Bennelong despatch: yum cha and tears with Kevin Rudd

It was the mention of Tony Abbott that brought colour back to the face of Kevin Rudd.

“On the economy, Abbott is just not up the job. On broadband, we are equipping the economy for the future, and they want to rip it out of the ground. Tony Abbott has a Neanderthal approach to broadband, somewhere between the paleozoic and the mesozoic,” he said.

It is “fundamental” to an economy like this that the National Broadband Network be built, he told me, thumping his index finger into his palm.

Earlier, it had been a pale and wan KRudd who had alighted from the back of the Comcar outside Eastwood Public School at about 10am on Saturday. Losing the job of a lifetime is one thing, but following it up with an emergency gallbladder operation is bad luck, and he looked like he had been through the wringer.

But talking about the election seemed to restore his energy.

“The local people remember the GFC and know that if the government had not put in a stimulus package, an extra 500,000 people would be out of work. And  when they walk into Eastwood Public, they look at the new building under construction and think of the BER. And there’s an education legacy in these schools.”

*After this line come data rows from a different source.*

//! Supported API version ranges.
//!
//! | API | Min | Max | Notes |
//! |-----|-----|-----|-------|
//! | Produce | 0 | 3 | transactional id from v3 |
//! | Fetch | 0 | 4 | max bytes from v3, isolation level from v4 |
//! | ListOffsets | 0 | 2 | v0 answers with an offsets array |
//! | Metadata | 0 | 1 | controller id and rack from v1 |
//! | ApiVersions | 0 | 3 | v3 body is flexible |
//! | CreateTopics | 0 | 1 | validate only from v1 |
//! | DeleteTopics | 0 | 1 | throttle time from v1 |
//!
//! Requests outside these ranges are answered with `UnsupportedVersion`.

use super::request::ApiKey;
use super::response::ApiVersionData;

/// Supported API version range for a specific API.
#[derive(Debug, Clone, Copy)]
pub struct SupportedVersion {
    /// The API key.
    pub api_key: ApiKey,
    /// Minimum supported version.
    pub min_version: i16,
    /// Maximum supported version.
    pub max_version: i16,
}

impl SupportedVersion {
    /// Create a new supported version entry.
    pub const fn new(api_key: ApiKey, min_version: i16, max_version: i16) -> Self {
        Self {
            api_key,
            min_version,
            max_version,
        }
    }

    /// Check if a specific version is supported.
    pub const fn supports(&self, version: i16) -> bool {
        version >= self.min_version && version <= self.max_version
    }

    /// Convert to ApiVersionData for protocol response.
    pub const fn to_api_version_data(&self) -> ApiVersionData {
        ApiVersionData {
            api_key: self.api_key,
            min_version: self.min_version,
            max_version: self.max_version,
        }
    }
}

/// Every API this broker answers, in api key order.
pub const SUPPORTED_VERSIONS: &[SupportedVersion] = &[
    SupportedVersion::new(ApiKey::Produce, 0, 3),
    SupportedVersion::new(ApiKey::Fetch, 0, 4),
    SupportedVersion::new(ApiKey::ListOffsets, 0, 2),
    SupportedVersion::new(ApiKey::Metadata, 0, 1),
    SupportedVersion::new(ApiKey::ApiVersions, 0, 3),
    SupportedVersion::new(ApiKey::CreateTopics, 0, 1),
    SupportedVersion::new(ApiKey::DeleteTopics, 0, 1),
];

/// Get the default set of API version data for responses.
pub fn default_api_versions() -> Vec<ApiVersionData> {
    SUPPORTED_VERSIONS
        .iter()
        .map(|v| v.to_api_version_data())
        .collect()
}

/// Find the supported version info for a specific API key.
pub fn find_version(api_key: ApiKey) -> Option<&'static SupportedVersion> {
    SUPPORTED_VERSIONS.iter().find(|v| v.api_key == api_key)
}

/// Check if a specific API version is supported.
pub fn is_version_supported(api_key: ApiKey, version: i16) -> bool {
    find_version(api_key)
        .map(|v| v.supports(version))
        .unwrap_or(false)
}

#[cfg(test)]
mod tests {
    use super::*;

    #[test]
    fn test_table_covers_every_api_in_key_order() {
        let keys: Vec<i16> = SUPPORTED_VERSIONS.iter().map(|v| v.api_key.into()).collect();
        assert_eq!(keys, vec![0, 1, 2, 3, 18, 19, 20]);
        assert!(SUPPORTED_VERSIONS.iter().all(|v| v.min_version == 0));
    }

    #[test]
    fn test_ranges_accept_v0_through_max() {
        let expected = [
            (ApiKey::Produce, 3),
            (ApiKey::Fetch, 4),
            (ApiKey::ListOffsets, 2),
            (ApiKey::Metadata, 1),
            (ApiKey::ApiVersions, 3),
            (ApiKey::CreateTopics, 1),
            (ApiKey::DeleteTopics, 1),
        ];
        for (api, max) in expected {
            assert_eq!(find_version(api).unwrap().max_version, max, "{api:?}");
            for version in 0..=max {
                assert!(is_version_supported(api, version), "{api:?} v{version}");
            }
            assert!(!is_version_supported(api, max + 1), "{api:?} v{}", max + 1);
            assert!(!is_version_supported(api, -1));
        }
    }

    #[test]
    fn test_newer_versions_are_rejected() {
        assert!(!is_version_supported(ApiKey::Produce, 4));
        assert!(!is_version_supported(ApiKey::Fetch, 5));
        assert!(!is_version_supported(ApiKey::Metadata, 2));
        assert!(!is_version_supported(ApiKey::ApiVersions, 4));
        assert!(!is_version_supported(ApiKey::CreateTopics, 2));
    }

    #[test]
    fn test_unknown_api_is_unsupported() {
        assert!(find_version(ApiKey::Unknown(11)).is_none());
        assert!(!is_version_supported(ApiKey::Unknown(11), 0));
    }

    #[test]
    fn test_default_api_versions_mirror_table() {
        let versions = default_api_versions();
        assert_eq!(versions.len(), SUPPORTED_VERSIONS.len());
        let metadata = versions
            .iter()
            .find(|v| v.api_key == ApiKey::Metadata)
            .unwrap();
        assert_eq!((metadata.min_version, metadata.max_version), (0, 1));
    }
}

The former PM had come to Bennelong to do some campaigning for local member Maxine McKew, including some fence-mending with the local Asian communities. He started at the Feng Hua language school, where the local children come to learn Mandarin on Saturday mornings.

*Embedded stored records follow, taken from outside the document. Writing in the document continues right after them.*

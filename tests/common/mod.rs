//! Shared helpers for integration tests: in-process brokers on loopback and
//! a small Kafka wire client.

#![allow(dead_code)]

use std::future::Future;
use std::net::SocketAddr;
use std::time::{Duration, Instant};

use bytes::{Buf, BufMut, Bytes, BytesMut};
use tempfile::TempDir;
use tokio::io::{AsyncReadExt, AsyncWriteExt};
use tokio::net::TcpStream;

use jockey::cluster::{
    Broker, BrokerConfig, LogConfig, MembershipConfig, RaftConfig, ReplicationConfig, ServerConfig,
};
use jockey::protocol::{Record, decode_records, encode_record_batch};

// ============================================================================
// Brokers
// ============================================================================

/// Configuration for an in-process broker with every listener on an
/// ephemeral loopback port and timings shortened for tests.
pub fn broker_config(dir: &TempDir, broker_id: i32, seeds: Vec<String>) -> BrokerConfig {
    BrokerConfig {
        broker_id,
        advertised_host: "127.0.0.1".to_string(),
        log: LogConfig {
            dir: dir.path().join("logs"),
            segment_bytes: 64 * 1024,
            ..LogConfig::default()
        },
        replication: ReplicationConfig {
            replica_lag_time_max: Duration::from_secs(2),
            replica_fetch_wait_max: Duration::from_millis(100),
            replica_fetch_backoff: Duration::from_millis(50),
            fetch_max_wait: Duration::from_millis(500),
            hw_checkpoint_interval: Duration::from_millis(500),
            ..ReplicationConfig::default()
        },
        raft: RaftConfig {
            node_id: broker_id as u64,
            raft_dir: dir.path().join("raft"),
            rpc_addr: "127.0.0.1:0".to_string(),
            rpc_timeout: Duration::from_secs(2),
            ..RaftConfig::default()
        },
        membership: MembershipConfig {
            bind_addr: "127.0.0.1:0".to_string(),
            seeds,
            gossip_interval: Duration::from_millis(100),
            failure_timeout: Duration::from_secs(1),
            reconcile_interval: Duration::from_millis(200),
            ..MembershipConfig::default()
        },
        server: ServerConfig {
            listen_addr: "127.0.0.1:0".to_string(),
            ..ServerConfig::default()
        },
    }
}

/// A broker together with the directory holding its state.
pub struct TestBroker {
    pub broker: Broker,
    pub dir: TempDir,
}

impl TestBroker {
    pub fn id(&self) -> i32 {
        self.broker.broker_id()
    }

    pub fn addr(&self) -> SocketAddr {
        self.broker.kafka_addr()
    }
}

Rudd’s presence was important, as many of the local Chinese and Koreans residents were very upset when he lost the top job. They’d felt a strong link with the Mandarin-speaking former diplomat, who had spoken so often of the need for a closer engagement with Asia. Although Rudd didn’t visit Bennelong in the last campaign, his daughter Jessica and Chinese-born son-in-law Albert Tse did pay two visits, which had been widely reported in the local Chinese and Korean newspapers.

But that wasn’t the only factor. Local leaders told me they felt that the manner of his removal was disrespectful to the office of PM. Many considered it  inconceivable that an elected leader could lose his or her job in that way, and their faith in the parliamentary system had been shaken.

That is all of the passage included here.